--- START ---

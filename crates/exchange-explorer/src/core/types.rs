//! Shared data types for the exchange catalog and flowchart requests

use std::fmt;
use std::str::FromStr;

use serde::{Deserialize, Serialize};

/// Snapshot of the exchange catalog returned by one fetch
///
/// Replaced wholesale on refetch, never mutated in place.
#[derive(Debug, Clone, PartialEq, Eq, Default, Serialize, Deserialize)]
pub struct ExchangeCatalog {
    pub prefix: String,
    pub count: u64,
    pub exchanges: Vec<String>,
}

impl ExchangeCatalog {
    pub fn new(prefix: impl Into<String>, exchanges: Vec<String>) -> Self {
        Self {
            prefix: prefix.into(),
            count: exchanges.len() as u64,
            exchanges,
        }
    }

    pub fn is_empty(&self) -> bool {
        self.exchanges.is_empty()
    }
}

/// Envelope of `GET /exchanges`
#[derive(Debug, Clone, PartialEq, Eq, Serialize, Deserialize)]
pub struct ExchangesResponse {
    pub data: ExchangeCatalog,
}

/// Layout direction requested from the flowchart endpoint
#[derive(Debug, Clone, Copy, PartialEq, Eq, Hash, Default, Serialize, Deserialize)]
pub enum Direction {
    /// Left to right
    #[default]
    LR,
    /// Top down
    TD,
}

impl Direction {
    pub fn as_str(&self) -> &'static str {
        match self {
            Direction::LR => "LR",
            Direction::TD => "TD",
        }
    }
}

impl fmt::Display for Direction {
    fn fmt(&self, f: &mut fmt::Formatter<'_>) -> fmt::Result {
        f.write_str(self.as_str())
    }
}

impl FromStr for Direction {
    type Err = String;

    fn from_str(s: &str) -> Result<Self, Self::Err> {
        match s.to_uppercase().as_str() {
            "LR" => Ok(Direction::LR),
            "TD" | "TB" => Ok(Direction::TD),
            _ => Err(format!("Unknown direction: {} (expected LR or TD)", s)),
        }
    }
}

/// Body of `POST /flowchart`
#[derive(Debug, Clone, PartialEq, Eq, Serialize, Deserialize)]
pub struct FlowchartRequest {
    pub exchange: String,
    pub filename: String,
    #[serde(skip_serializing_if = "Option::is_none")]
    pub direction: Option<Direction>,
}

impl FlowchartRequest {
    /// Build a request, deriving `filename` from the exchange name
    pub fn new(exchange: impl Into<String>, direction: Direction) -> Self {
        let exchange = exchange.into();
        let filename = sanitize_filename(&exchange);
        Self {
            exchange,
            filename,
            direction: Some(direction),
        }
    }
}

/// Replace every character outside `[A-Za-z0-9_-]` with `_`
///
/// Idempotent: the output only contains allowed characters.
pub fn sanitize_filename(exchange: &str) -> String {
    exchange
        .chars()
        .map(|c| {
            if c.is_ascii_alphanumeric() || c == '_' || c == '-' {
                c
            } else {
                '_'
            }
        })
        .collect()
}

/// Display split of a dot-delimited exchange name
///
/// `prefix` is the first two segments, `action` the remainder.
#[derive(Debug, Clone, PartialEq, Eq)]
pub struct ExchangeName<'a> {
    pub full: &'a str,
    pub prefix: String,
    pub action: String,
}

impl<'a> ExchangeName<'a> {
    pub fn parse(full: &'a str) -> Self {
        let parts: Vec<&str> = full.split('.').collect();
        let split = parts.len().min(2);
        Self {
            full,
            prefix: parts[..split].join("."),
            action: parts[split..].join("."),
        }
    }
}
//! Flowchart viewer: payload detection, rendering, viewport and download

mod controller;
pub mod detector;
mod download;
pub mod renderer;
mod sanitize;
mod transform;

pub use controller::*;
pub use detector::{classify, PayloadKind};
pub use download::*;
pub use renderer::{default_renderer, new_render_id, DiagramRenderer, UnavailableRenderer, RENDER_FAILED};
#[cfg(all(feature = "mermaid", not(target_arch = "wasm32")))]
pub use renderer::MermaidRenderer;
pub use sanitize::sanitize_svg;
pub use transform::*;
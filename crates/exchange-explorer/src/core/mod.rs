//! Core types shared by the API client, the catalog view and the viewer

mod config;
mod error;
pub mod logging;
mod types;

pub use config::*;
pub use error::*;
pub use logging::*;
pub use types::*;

--- END ---

** What you should do **
An exact copy of the data is needed.

** Response to this task **
filename crates/exchange-explorer/src/core/types.rs
//! Shared data types for the exchange catalog and flowchart requests

use std::fmt;
use std::str::FromStr;

use serde::{Deserialize, Serialize};

/// Snapshot of the exchange catalog returned by one fetch
///
/// Replaced wholesale on refetch, never mutated in place.
#[derive(Debug, Clone, PartialEq, Eq, Default, Serialize, Deserialize)]
pub struct ExchangeCatalog {
    pub prefix: String,
    pub count: u64,
    pub exchanges: Vec<String>,
}

impl ExchangeCatalog {
    pub fn new(prefix: impl Into<String>, exchanges: Vec<String>) -> Self {
        Self {
            prefix: prefix.into(),
            count: exchanges.len() as u64,
            exchanges,
        }
    }

    pub fn is_empty(&self) -> bool {
        self.exchanges.is_empty()
    }
}

/// Envelope of `GET /exchanges`
#[derive(Debug, Clone, PartialEq, Eq, Serialize, Deserialize)]
pub struct ExchangesResponse {
    pub data: ExchangeCatalog,
}

/// Layout direction requested from the flowchart endpoint
#[derive(Debug, Clone, Copy, PartialEq, Eq, Hash, Default, Serialize, Deserialize)]
pub enum Direction {
    /// Left to right
    #[default]
    LR,
    /// Top down
    TD,
}

impl Direction {
    pub fn as_str(&self) -> &'static str {
        match self {
            Direction::LR => "LR",
            Direction::TD => "TD",
        }
    }
}

impl fmt::Display for Direction {
    fn fmt(&self, f: &mut fmt::Formatter<'_>) -> fmt::Result {
        f.write_str(self.as_str())
    }
}

impl FromStr for Direction {
    type Err = String;

    fn from_str(s: &str) -> Result<Self, Self::Err> {
        match s.to_uppercase().as_str() {
            "LR" => Ok(Direction::LR),
            "TD" | "TB" => Ok(Direction::TD),
            _ => Err(format!("Unknown direction: {} (expected LR or TD)", s)),
        }
    }
}

/// Body of `POST /flowchart`
#[derive(Debug, Clone, PartialEq, Eq, Serialize, Deserialize)]
pub struct FlowchartRequest {
    pub exchange: String,
    pub filename: String,
    #[serde(skip_serializing_if = "Option::is_none")]
    pub direction: Option<Direction>,
}

impl FlowchartRequest {
    /// Build a request, deriving `filename` from the exchange name
    pub fn new(exchange: impl Into<String>, direction: Direction) -> Self {
        let exchange = exchange.into();
        let filename = sanitize_filename(&exchange);
        Self {
            exchange,
            filename,
            direction: Some(direction),
        }
    }
}

/// Replace every character outside `[A-Za-z0-9_-]` with `_`
///
/// Idempotent: the output only contains allowed characters.
pub fn sanitize_filename(exchange: &str) -> String {
    exchange
        .chars()
        .map(|c| {
            if c.is_ascii_alphanumeric() || c == '_' || c == '-' {
                c
            } else {
                '_'
            }
        })
        .collect()
}

/// Display split of a dot-delimited exchange name
///
/// `prefix` is the first two segments, `action` the remainder.
#[derive(Debug, Clone, PartialEq, Eq)]
pub struct ExchangeName<'a> {
    pub full: &'a str,
    pub prefix: String,
    pub action: String,
}

impl<'a> ExchangeName<'a> {
    pub fn parse(full: &'a str) -> Self {
        let parts: Vec<&str> = full.split('.').collect();
        let split = parts.len().min(2);
        Self {
            full,
            prefix: parts[..split].join("."),
            action: parts[split..].join("."),
        }
    }
}
//! Flowchart viewer: payload detection, rendering, viewport and download

mod controller;
pub mod detector;
mod download;
pub mod renderer;
mod sanitize;
mod transform;

pub use controller::*;
pub use detector::{classify, PayloadKind};
pub use download::*;
pub use renderer::{default_renderer, new_render_id, DiagramRenderer, UnavailableRenderer, RENDER_FAILED};
#[cfg(all(feature = "mermaid", not(target_arch = "wasm32")))]
pub use renderer::MermaidRenderer;
pub use sanitize::sanitize_svg;
pub use transform::*;
filename crates/exchange-explorer/src/core/mod.rs
//! Core types shared by the API client, the catalog view and the viewer

mod config;
mod error;
pub mod logging;
mod types;

pub use config::*;
pub use error::*;
pub use logging::*;
pub use types::*;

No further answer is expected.